■ Data for analysis:
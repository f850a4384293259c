//! Drag lifecycle as explicit state transitions
//!
//! A drag is driven by an abstract [`InputEvent`] stream. The session records
//! the drop offset at drop time: once the dropzone is hidden at drag end the
//! pointer offsets are measured against a different box and become useless.

use crate::geometry::Point;
use serde::{Deserialize, Serialize};

/// Where a drop landed
#[derive(Debug, Clone, Copy, PartialEq, Eq, Serialize, Deserialize)]
#[serde(rename_all = "camelCase")]
pub enum DropTarget {
    /// The dropzone overlaying the viewer
    Dropzone,
    /// Anywhere else, including outside the window
    Elsewhere,
}

/// A drop captured on the dropzone
#[derive(Debug, Clone, Copy, PartialEq)]
pub struct DropEvent {
    pub target: DropTarget,
    /// Pointer offset relative to the dropzone
    pub offset: Point,
}

impl DropEvent {
    pub fn on_dropzone(offset_x: f64, offset_y: f64) -> Self {
        Self {
            target: DropTarget::Dropzone,
            offset: Point::new(offset_x, offset_y),
        }
    }
}

/// Pointer and window input relevant to the builder
#[derive(Debug, Clone, PartialEq, Serialize, Deserialize)]
#[serde(tag = "event", rename_all = "camelCase", rename_all_fields = "camelCase")]
pub enum InputEvent {
    /// A sidebar entry started dragging
    DragStart { field_type: String },
    /// The drag moved over a target
    DragOver { target: DropTarget },
    /// The dragged item was released over a target
    Drop {
        target: DropTarget,
        offset_x: f64,
        offset_y: f64,
    },
    /// The drag finished; `field_type` is the source element's `data-type`
    DragEnd {
        #[serde(default)]
        field_type: Option<String>,
    },
    /// The window was resized
    Resize,
}

/// A drop that should become a component
#[derive(Debug, Clone, PartialEq)]
pub struct Placement {
    pub field_type: String,
    pub offset: Point,
}

/// State of the single in-progress drag
#[derive(Debug, Clone, PartialEq)]
pub struct DragSession {
    field_type: String,
    drop: Option<DropEvent>,
    dropzone_active: bool,
}

impl DragSession {
    /// Begin a drag of `field_type`; the dropzone becomes active
    pub fn start(field_type: impl Into<String>) -> Self {
        Self {
            field_type: field_type.into(),
            drop: None,
            dropzone_active: true,
        }
    }

    pub fn field_type(&self) -> &str {
        &self.field_type
    }

    pub fn drop_event(&self) -> Option<&DropEvent> {
        self.drop.as_ref()
    }

    pub fn is_dropzone_active(&self) -> bool {
        self.dropzone_active
    }

    /// Remember the latest drop; drops outside the dropzone are not recorded
    pub fn record_drop(&mut self, drop: DropEvent) -> bool {
        if drop.target != DropTarget::Dropzone {
            return false;
        }
        self.drop = Some(drop);
        true
    }

    /// End the drag, consuming the session
    ///
    /// Yields a placement only if a drop on the dropzone was recorded.
    /// `source_type` is the type carried by the dragged element and wins over
    /// the type recorded at drag start.
    pub fn finish(self, source_type: Option<&str>) -> Option<Placement> {
        let offset = self.drop?.offset;
        let field_type = source_type
            .filter(|t| !t.is_empty())
            .map(str::to_string)
            .unwrap_or(self.field_type);
        Some(Placement { field_type, offset })
    }
}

■ Exercise instructions: Copy each line from the entries above that has the word "DragSession" in it.

■ Answer:
pub struct DragSession {
impl DragSession {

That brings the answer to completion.